Pulses, Maize, Sugarcane

Global maize yields are expected to decline by as much as 24 percent by 2030. Chickpea production has already declined by up to 45 percent in certain regions under specific climate scenarios. Sugarcane farmers in Uttar Pradesh — a crop that supports the livelihoods of roughly 50 million farmers — report yield drops of up to 30 percent and reduced sugar content from sudden temperature spikes in March.

What makes India’s situation particularly acute is the combination of scale and fragility. The country has 1.4 billion people to feed. Over 65 percent of its farmland is rain-fed, with no guaranteed irrigation — meaning it is directly and immediately exposed to monsoon disruption. It has warmed by approximately 0.7°C since 1901, and the pace of warming is accelerating. And it ranks 105th out of 127 countries in the Global Hunger Index — a baseline of nutritional vulnerability that climate stress can only deepen.

III. Growth Won’t Save You

One of the most consequential findings in the IIED study — and one that should unsettle Indian policymakers — concerns the limits of economic growth as a buffer against food insecurity.

The conventional assumption has been that as India gets richer, it gets safer. Wealthier countries can import food when domestic production fails, can afford better storage and supply chains, can subsidise vulnerable populations through disruptions. The logic is not wrong. But it is incomplete.

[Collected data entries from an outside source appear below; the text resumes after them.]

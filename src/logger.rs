//! Console Logger
//!
//! `log` backend writing to the browser developer console.

use log::{Level, LevelFilter, Log, Metadata, Record, SetLoggerError};
use wasm_bindgen::JsValue;

struct ConsoleLogger;

static LOGGER: ConsoleLogger = ConsoleLogger;

impl Log for ConsoleLogger {
    fn enabled(&self, metadata: &Metadata) -> bool {
        metadata.level() <= log::max_level()
    }

    fn log(&self, record: &Record) {
        if !self.enabled(record.metadata()) {
            return;
        }
        let line: JsValue = format!("{} {}", record.level(), record.args()).into();
        match record.level() {
            Level::Error => web_sys::console::error_1(&line),
            Level::Warn => web_sys::console::warn_1(&line),
            Level::Info => web_sys::console::info_1(&line),
            Level::Debug | Level::Trace => web_sys::console::debug_1(&line),
        }
    }

    fn flush(&self) {}
}

/// Install the console logger. Call once at startup.
pub fn init(level: LevelFilter) -> Result<(), SetLoggerError> {
    log::set_logger(&LOGGER)?;
    log::set_max_level(level);
    Ok(())
}
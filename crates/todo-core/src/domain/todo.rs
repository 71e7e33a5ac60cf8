//! Todo Entity
//!
//! One todo card: a title, checklist items and a creation timestamp.

use serde::{Deserialize, Serialize};

/// Todo identifier. `0` means "not assigned".
pub type TodoId = u32;

/// One checklist line of a todo card
#[derive(Debug, Clone, Default, PartialEq, Eq, Serialize, Deserialize)]
#[serde(default, rename_all = "camelCase")]
pub struct TodoItem {
    /// Item text (`todoItem` in records written by the JavaScript app)
    #[serde(alias = "todoItem")]
    pub description: String,
    /// Rendered struck-through when set
    pub is_complete: bool,
}

impl TodoItem {
    pub fn new(description: impl Into<String>, is_complete: bool) -> Self {
        Self {
            description: description.into(),
            is_complete,
        }
    }

    /// Blank items are never persisted
    pub fn is_blank(&self) -> bool {
        self.description.is_empty()
    }
}

/// A todo card as stored under its id
///
/// Missing fields fall back to defaults and unknown fields are ignored,
/// so older records stay readable.
#[derive(Debug, Clone, Default, PartialEq, Eq, Serialize, Deserialize)]
#[serde(default, rename_all = "camelCase")]
pub struct Todo {
    /// Unique identifier, also the storage key
    pub id: TodoId,
    /// Card heading
    pub title: String,
    /// Checklist items in entry order
    #[serde(alias = "todoItems")]
    pub items: Vec<TodoItem>,
    /// Formatted creation time, see [`crate::timestamp`]
    #[serde(alias = "dateCreated")]
    pub created_at: String,
}

impl Todo {
    /// Build a todo, dropping blank items
    pub fn new(id: TodoId, title: impl Into<String>, items: Vec<TodoItem>, created_at: impl Into<String>) -> Self {
        Self {
            id,
            title: title.into(),
            items: items.into_iter().filter(|item| !item.is_blank()).collect(),
            created_at: created_at.into(),
        }
    }

    pub fn has_id(&self) -> bool {
        self.id != 0
    }

    /// Key this todo is stored under
    pub fn storage_key(&self) -> String {
        self.id.to_string()
    }

    /// Copy of this todo without blank items, as written to storage
    pub fn without_blank_items(&self) -> Self {
        Self {
            items: self.items.iter().filter(|item| !item.is_blank()).cloned().collect(),
            ..self.clone()
        }
    }
}
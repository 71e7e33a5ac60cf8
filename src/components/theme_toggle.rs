//! Theme Toggle Component
//!
//! Switches the body between light and dark mode.

use leptos::prelude::*;
use todo_cards_core::Theme;

use crate::store::{store_toggle_theme, use_app_store, AppStateStoreFields};

fn apply_body_theme(theme: Theme) {
    let Some(body) = document().body() else {
        return;
    };
    let classes = body.class_list();
    let _ = classes.remove_1(theme.toggled().body_class());
    let _ = classes.add_1(theme.body_class());
}

/// Button labelled with the icon of the theme it switches to
#[component]
pub fn ThemeToggle() -> impl IntoView {
    let store = use_app_store();

    // Keep <body> in sync with the current theme
    Effect::new(move |_| apply_body_theme(store.theme().get()));

    let toggle = move |_| {
        let theme = store_toggle_theme(&store);
        log::debug!("[APP] Theme switched to {:?}", theme);
    };

    view! {
        <button
            id="mode-toggle"
            class="material-symbols-outlined icon"
            title="Toggle theme"
            on:click=toggle
        >
            {move || store.theme().get().toggle_icon()}
        </button>
    }
}
//! Todo Cards Core
//!
//! Data model, key-value record store and form logic shared by the UI.
//! Nothing in this crate touches the browser, so it is tested on the host.

pub mod config;
pub mod domain;
pub mod draft;
pub mod repository;
pub mod service;
pub mod theme;
pub mod timestamp;

pub use domain::{StoreError, StoreResult, Todo, TodoId, TodoItem};
pub use draft::{ItemRow, RowKey, TodoDraft};
pub use repository::{IdAllocator, KeyValueStorage, MemoryStorage, TodoStore};
pub use theme::Theme;
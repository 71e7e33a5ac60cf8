//! Todo Cards Frontend App
//!
//! Header with theme toggle and "new todo" button, the todo form behind an
//! overlay, and the card display.

use leptos::prelude::*;
use reactive_stores::Store;

use crate::browser_storage::open_todo_store;
use crate::components::{CardList, ThemeToggle, TodoForm};
use crate::config::APP_TITLE;
use crate::store::{store_load, store_open_form, AppState, AppStateStoreFields, TodoHandle};

#[component]
pub fn App() -> impl IntoView {
    let store = Store::new(AppState::new());
    provide_context(store);

    // One storage handle shared by load and save
    let todos: TodoHandle = StoredValue::new_local(open_todo_store());
    provide_context(todos);

    // Load persisted todos on mount
    Effect::new(move |_| {
        todos.with_value(|todos| match todos {
            Some(todos) => store_load(&store, todos),
            None => log::warn!("[APP] Starting without persisted todos"),
        })
    });

    let overlay_class = move || if store.form_open().get() { "overlay" } else { "" };

    view! {
        <header class="app-header">
            <h1>{APP_TITLE}</h1>
            <div class="header-actions">
                <ThemeToggle />
                <button id="new-todo-btn" on:click=move |_| store_open_form(&store)>
                    "+ New Todo"
                </button>
            </div>
        </header>

        <div id="overlay-effect" class=overlay_class></div>
        <TodoForm />

        <main>
            <CardList />
        </main>
    }
}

The IIED researchers found that each additional $1,000 in per capita GDP translates, on average, to about 0.2 additional points on the food security scale. Useful — but uneven. The gains are weakest precisely where they are most needed: in the sustainability pillar, which measures whether a food system can withstand repeated shocks over time.

Economic growth improves access to food today, but it does not make the food system itself more resilient to the kind of repeated, compounding climate disruptions that are now locked in regardless of what the world does in the next decade.

This insight matters globally as well as for India specifically. Climate shocks in major food-producing regions create price volatility that propagates across international markets — as seen when the Ukraine war disrupted wheat supplies, or when El Niño-linked crop failures tightened global rice availability. A climate-driven collapse in Indian or Chinese food production would not stay within their borders. It would ripple through every import-dependent economy in Asia and Africa.

IV. The People Who Bear the Most

Climate-driven food insecurity in India does not arrive uniformly. It follows the geography of existing inequality — deepening the disadvantages already faced by those with the fewest resources to adapt.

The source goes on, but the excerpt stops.